7.3 INSTRUMENTS OF TRANSFER. The Selling Stockholders shall have
delivered to Harrier instruments
<PAGE>
of transfer for the COPE Shares in form and substance reasonably satisfactory
to Harrier and its counsel as shall be necessary to effectively transfer all
of the Selling Stockholders' right, title and interest in the COPE Shares to
Harrier.
7.4 NO GOVERNMENTAL OR OTHER PROCEEDING OR LITIGATION. No order
of any court or administrative agency shall be in effect which restrains or
prohibits the transactions contemplated hereby, and no suit, action,
investigation, inquiry or proceeding by any governmental body or other person
or legal or administrative proceeding shall have been instituted or
threatened which questions the validity or legality of the transactions
contemplated hereby.
7.5 APPROVALS AND CONSENTS. All permits, consents or approvals of
applications to public authorities, federal, state or local, and all
approvals of any third persons, including without limitation all approvals or
consents under applicable federal or state securities laws, the granting of
which are necessary for the consummation of the transactions contemplated
hereby shall have been obtained.
7.6 HARRIER STOCKHOLDER APPROVAL. The holders of the outstanding
shares of the Harrier Common Stock shall have approved, in accordance with
Delaware General Corporation Law, (i) Harrier's issuance of Harrier Shares in
exchange for the COPE Shares, (ii) the Reverse Split; (iii) the Amendment to
Harrier's Certificate of Incorporation; (iv) the election of the COPE
nominees to Harrier's board of directors; and (v) Harrier's sale of Glycosyn
common shares in accordance with Section 6.13.

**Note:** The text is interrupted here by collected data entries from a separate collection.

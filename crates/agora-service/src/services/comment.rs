//! Comment service
//!
//! Comments thread a single level: replies hang off a top-level comment.

use std::collections::HashMap;

use agora_core::entities::{Comment, User};
use agora_core::traits::PageQuery;
use agora_core::value_objects::Snowflake;
use agora_core::DomainError;
use tracing::{info, instrument};

use crate::dto::{CommentResponse, CreateCommentRequest, UserResponse};

use super::context::ServiceContext;
use super::error::{ServiceError, ServiceResult};
use super::post::{parse_id, PostService};

/// Comment service
pub struct CommentService<'a> {
    ctx: &'a ServiceContext,
}

impl<'a> CommentService<'a> {
    /// Create a new CommentService
    pub fn new(ctx: &'a ServiceContext) -> Self {
        Self { ctx }
    }

    /// Top-level comments (newest first) with their replies (oldest first)
    #[instrument(skip(self))]
    pub async fn list_comments(
        &self,
        post_id: Snowflake,
        viewer_id: Snowflake,
        page: PageQuery,
    ) -> ServiceResult<Vec<CommentResponse>> {
        // Visibility follows the post
        PostService::new(self.ctx).visible_post(post_id, viewer_id).await?;

        let top_level = self.ctx.comment_repo().find_top_level(post_id, &page).await?;
        let replies = self.ctx.comment_repo().find_replies(post_id).await?;

        let mut authors = HashMap::new();
        for comment in top_level.iter().chain(replies.iter()) {
            if !authors.contains_key(&comment.author_id) {
                let user = self.get_user(comment.author_id).await?;
                authors.insert(comment.author_id, UserResponse::from(&user));
            }
        }

        // Group replies under their parent
        let mut by_parent: HashMap<Snowflake, Vec<CommentResponse>> = HashMap::new();
        for reply in replies {
            let parent = match reply.parent_id {
                Some(parent) => parent,
                None => continue,
            };
            let response = to_response(&reply, &authors, Vec::new());
            by_parent.entry(parent).or_default().push(response);
        }

        Ok(top_level
            .iter()
            .map(|comment| {
                let children = by_parent.remove(&comment.id).unwrap_or_default();
                to_response(comment, &authors, children)
            })
            .collect())
    }

    /// Comment on a post, optionally as a reply
    #[instrument(skip(self, request))]
    pub async fn create_comment(
        &self,
        post_id: Snowflake,
        author_id: Snowflake,
        request: CreateCommentRequest,
    ) -> ServiceResult<CommentResponse> {
        // Commenting requires the post to be visible to the caller
        PostService::new(self.ctx).visible_post(post_id, author_id).await?;

        let parent_id = match request.parent_id.as_deref().map(parse_id).transpose()? {
            Some(requested) => Some(self.resolve_parent(post_id, requested).await?),
            None => None,
        };

        let comment = match parent_id {
            Some(parent_id) => Comment::reply(
                self.ctx.generate_id(),
                post_id,
                author_id,
                request.content,
                parent_id,
            ),
            None => Comment::new(self.ctx.generate_id(), post_id, author_id, request.content),
        };

        self.ctx.comment_repo().create(&comment).await?;

        info!(comment_id = %comment.id, post_id = %post_id, "Comment created");

        let author = self.get_user(author_id).await?;
        let mut authors = HashMap::new();
        authors.insert(author_id, UserResponse::from(&author));

        Ok(to_response(&comment, &authors, Vec::new()))
    }

    /// Validate the parent and flatten reply-to-reply onto the top-level
    /// comment, keeping threads one level deep.
    async fn resolve_parent(
        &self,
        post_id: Snowflake,
        parent_id: Snowflake,
    ) -> ServiceResult<Snowflake> {
        let parent = self
            .ctx
            .comment_repo()
            .find_by_id(parent_id)
            .await?
            .filter(|parent| parent.post_id == post_id)
            .ok_or(ServiceError::Domain(DomainError::InvalidParentComment))?;

        Ok(parent.parent_id.unwrap_or(parent.id))
    }

    async fn get_user(&self, user_id: Snowflake) -> ServiceResult<User> {
        self.ctx
            .user_repo()
            .find_by_id(user_id)
            .await?
            .ok_or_else(|| ServiceError::not_found("User", user_id.to_string()))
    }
}

fn to_response(
    comment: &Comment,
    authors: &HashMap<Snowflake, UserResponse>,
    replies: Vec<CommentResponse>,
) -> CommentResponse {
    CommentResponse {
        id: comment.id.to_string(),
        post_id: comment.post_id.to_string(),
        author: authors
            .get(&comment.author_id)
            .cloned()
            .unwrap_or_else(|| UserResponse {
                id: comment.author_id.to_string(),
                name: String::new(),
                image: None,
            }),
        content: comment.content.clone(),
        parent_id: comment.parent_id.map(|id| id.to_string()),
        created_at: comment.created_at,
        replies,
    }
}
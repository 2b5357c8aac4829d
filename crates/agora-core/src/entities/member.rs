//! Member entity - a user's membership in a group

use chrono::{DateTime, Utc};

use crate::value_objects::{GroupRole, Snowflake};

/// Group membership row (junction between User and Group)
///
/// Identified by the (group_id, user_id) pair; the storage layer enforces
/// at most one row per pair.
#[derive(Debug, Clone, PartialEq, Eq)]
pub struct GroupMember {
    pub group_id: Snowflake,
    pub user_id: Snowflake,
    pub role: GroupRole,
    pub joined_at: DateTime<Utc>,
    pub updated_at: DateTime<Utc>,
}

impl GroupMember {
    /// Create a membership with the given role
    pub fn new(group_id: Snowflake, user_id: Snowflake, role: GroupRole) -> Self {
        let now = Utc::now();
        Self {
            group_id,
            user_id,
            role,
            joined_at: now,
            updated_at: now,
        }
    }

    /// Create a plain MEMBER row (the public-join path)
    pub fn member(group_id: Snowflake, user_id: Snowflake) -> Self {
        Self::new(group_id, user_id, GroupRole::Member)
    }

    /// Create the owner's ADMIN row (the group-creation path)
    pub fn owner(group_id: Snowflake, user_id: Snowflake) -> Self {
        Self::new(group_id, user_id, GroupRole::Admin)
    }

    /// Change the member's role
    pub fn set_role(&mut self, role: GroupRole) {
        self.role = role;
        self.updated_at = Utc::now();
    }
}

7.7 RECAPITALIZATION AND CHARTER AMENDMENTS. Harrier will obtain
director and stockholder approval of: (a) this Agreement and the transactions
contemplated hereby; (b) the Reverse Split; (c) the change in the corporate
name of Harrier to "COPE, Inc." or such other mutually agreeable name as may
be available for use in the State of Delaware; (d) such amendments to the
bylaws and certificate of incorporation of Harrier as may be reasonably
requested by COPE; and (e) the election of a new board of directors of
Harrier, including Stephan Isenschmid, Adrian Knapp, Peter Koch, Markus
Stalder and Kevin DeVito, effective upon and subject to the Closing.
7.8 ASSIGNMENT AND ASSUMPTION. Harrier shall have assigned to
Glycosyn, and Glycosyn shall have assumed, all of Harrier's assets,
liquidated liabilities and indebtedness (including all threatened claims by
American Diagnostica Inc. ("ADI")) and contractual obligations pursuant to
the form of Assumption and Indemnification Agreement previously submitted to
the Selling Stockholders in connection herewith.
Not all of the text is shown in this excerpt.